:: EXERCISE REQUIREMENTS ::
Determine the count of lines in the data below that include the word "const", and give nothing besides it.

-- TASK INPUT follows --

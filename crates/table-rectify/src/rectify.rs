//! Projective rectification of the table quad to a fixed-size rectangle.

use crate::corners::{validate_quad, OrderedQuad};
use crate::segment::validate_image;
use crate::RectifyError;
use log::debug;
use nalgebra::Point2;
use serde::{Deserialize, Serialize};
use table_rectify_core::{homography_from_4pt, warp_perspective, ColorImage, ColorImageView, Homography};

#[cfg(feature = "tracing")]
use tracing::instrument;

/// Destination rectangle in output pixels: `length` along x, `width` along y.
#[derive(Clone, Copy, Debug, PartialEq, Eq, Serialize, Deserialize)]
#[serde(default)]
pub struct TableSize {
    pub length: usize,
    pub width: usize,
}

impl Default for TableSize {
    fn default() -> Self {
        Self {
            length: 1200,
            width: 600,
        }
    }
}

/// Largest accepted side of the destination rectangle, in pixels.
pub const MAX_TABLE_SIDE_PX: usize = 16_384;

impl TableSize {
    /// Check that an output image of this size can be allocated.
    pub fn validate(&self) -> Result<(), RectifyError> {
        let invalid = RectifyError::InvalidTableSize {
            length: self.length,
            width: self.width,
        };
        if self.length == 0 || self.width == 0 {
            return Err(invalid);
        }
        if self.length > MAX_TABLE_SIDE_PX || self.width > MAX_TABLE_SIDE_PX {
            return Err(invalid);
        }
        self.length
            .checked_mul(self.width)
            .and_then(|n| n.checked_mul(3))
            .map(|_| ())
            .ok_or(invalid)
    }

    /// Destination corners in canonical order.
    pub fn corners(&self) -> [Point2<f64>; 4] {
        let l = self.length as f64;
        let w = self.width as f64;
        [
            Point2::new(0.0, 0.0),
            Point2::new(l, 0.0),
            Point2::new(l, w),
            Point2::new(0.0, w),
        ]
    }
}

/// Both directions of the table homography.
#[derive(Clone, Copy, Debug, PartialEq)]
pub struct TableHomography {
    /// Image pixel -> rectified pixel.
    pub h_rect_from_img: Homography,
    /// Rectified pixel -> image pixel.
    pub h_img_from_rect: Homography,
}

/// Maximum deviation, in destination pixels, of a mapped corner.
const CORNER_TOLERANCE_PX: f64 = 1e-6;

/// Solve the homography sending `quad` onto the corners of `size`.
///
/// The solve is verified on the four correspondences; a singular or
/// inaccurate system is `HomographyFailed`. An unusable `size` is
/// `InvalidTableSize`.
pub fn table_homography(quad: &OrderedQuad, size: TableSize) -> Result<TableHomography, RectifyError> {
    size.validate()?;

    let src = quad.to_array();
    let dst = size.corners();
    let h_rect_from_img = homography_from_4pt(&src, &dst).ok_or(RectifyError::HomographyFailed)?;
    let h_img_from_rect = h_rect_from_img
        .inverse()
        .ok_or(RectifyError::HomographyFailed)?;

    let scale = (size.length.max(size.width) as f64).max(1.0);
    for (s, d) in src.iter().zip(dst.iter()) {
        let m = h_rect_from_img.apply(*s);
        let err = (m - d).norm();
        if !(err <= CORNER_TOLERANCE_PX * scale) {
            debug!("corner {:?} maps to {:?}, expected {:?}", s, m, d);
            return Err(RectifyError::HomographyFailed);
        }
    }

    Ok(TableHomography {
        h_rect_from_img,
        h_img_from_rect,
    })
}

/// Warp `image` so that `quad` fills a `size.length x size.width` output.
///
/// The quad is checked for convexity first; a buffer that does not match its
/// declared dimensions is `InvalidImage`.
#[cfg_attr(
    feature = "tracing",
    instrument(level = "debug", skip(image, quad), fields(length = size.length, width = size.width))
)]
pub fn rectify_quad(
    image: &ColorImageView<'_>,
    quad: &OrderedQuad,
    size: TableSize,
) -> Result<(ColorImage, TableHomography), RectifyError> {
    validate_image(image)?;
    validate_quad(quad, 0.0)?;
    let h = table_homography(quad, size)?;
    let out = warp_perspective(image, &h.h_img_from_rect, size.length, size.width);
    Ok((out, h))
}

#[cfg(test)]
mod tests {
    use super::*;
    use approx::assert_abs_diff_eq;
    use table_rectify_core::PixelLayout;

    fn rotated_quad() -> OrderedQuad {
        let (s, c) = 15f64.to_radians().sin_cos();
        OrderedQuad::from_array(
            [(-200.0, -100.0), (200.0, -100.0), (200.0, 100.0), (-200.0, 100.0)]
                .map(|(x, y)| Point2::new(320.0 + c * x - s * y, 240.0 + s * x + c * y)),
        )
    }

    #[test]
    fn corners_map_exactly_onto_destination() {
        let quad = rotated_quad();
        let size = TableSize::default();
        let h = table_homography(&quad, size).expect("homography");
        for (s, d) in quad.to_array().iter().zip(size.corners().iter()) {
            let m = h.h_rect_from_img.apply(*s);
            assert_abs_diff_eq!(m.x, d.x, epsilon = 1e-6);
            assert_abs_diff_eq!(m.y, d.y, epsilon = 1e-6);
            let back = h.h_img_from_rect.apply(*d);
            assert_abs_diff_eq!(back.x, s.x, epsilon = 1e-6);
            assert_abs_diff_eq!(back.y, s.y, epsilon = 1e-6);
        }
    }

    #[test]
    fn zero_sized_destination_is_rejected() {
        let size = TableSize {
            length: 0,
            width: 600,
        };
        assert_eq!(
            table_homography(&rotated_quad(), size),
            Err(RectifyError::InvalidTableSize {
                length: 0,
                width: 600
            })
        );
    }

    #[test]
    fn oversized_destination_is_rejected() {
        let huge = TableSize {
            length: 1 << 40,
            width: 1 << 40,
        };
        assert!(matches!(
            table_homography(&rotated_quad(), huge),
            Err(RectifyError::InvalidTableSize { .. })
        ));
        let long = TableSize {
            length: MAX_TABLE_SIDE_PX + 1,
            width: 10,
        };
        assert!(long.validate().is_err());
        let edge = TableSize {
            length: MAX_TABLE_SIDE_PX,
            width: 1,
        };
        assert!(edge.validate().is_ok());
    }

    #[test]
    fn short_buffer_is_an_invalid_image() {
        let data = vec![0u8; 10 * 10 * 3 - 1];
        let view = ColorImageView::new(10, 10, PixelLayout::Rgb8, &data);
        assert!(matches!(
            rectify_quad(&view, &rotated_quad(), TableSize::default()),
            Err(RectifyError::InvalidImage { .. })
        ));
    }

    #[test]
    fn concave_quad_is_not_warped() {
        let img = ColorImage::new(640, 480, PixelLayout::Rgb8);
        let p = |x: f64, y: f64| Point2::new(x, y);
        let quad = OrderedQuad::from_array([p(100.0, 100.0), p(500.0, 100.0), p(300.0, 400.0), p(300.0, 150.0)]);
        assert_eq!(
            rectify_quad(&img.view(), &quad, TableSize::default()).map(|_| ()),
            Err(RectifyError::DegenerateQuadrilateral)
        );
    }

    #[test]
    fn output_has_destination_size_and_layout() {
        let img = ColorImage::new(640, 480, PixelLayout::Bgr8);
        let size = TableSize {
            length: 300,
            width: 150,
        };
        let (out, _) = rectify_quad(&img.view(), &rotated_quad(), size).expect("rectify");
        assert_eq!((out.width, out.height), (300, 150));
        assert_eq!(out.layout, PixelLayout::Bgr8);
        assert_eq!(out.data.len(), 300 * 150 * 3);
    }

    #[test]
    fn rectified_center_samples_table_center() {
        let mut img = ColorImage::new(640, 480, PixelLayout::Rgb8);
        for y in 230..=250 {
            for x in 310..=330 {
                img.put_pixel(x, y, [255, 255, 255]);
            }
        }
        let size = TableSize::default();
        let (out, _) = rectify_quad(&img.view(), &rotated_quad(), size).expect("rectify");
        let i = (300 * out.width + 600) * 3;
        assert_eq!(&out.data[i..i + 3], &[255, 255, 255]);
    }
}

-- TASK INPUT concluded --

:: ANSWER BOX ::
2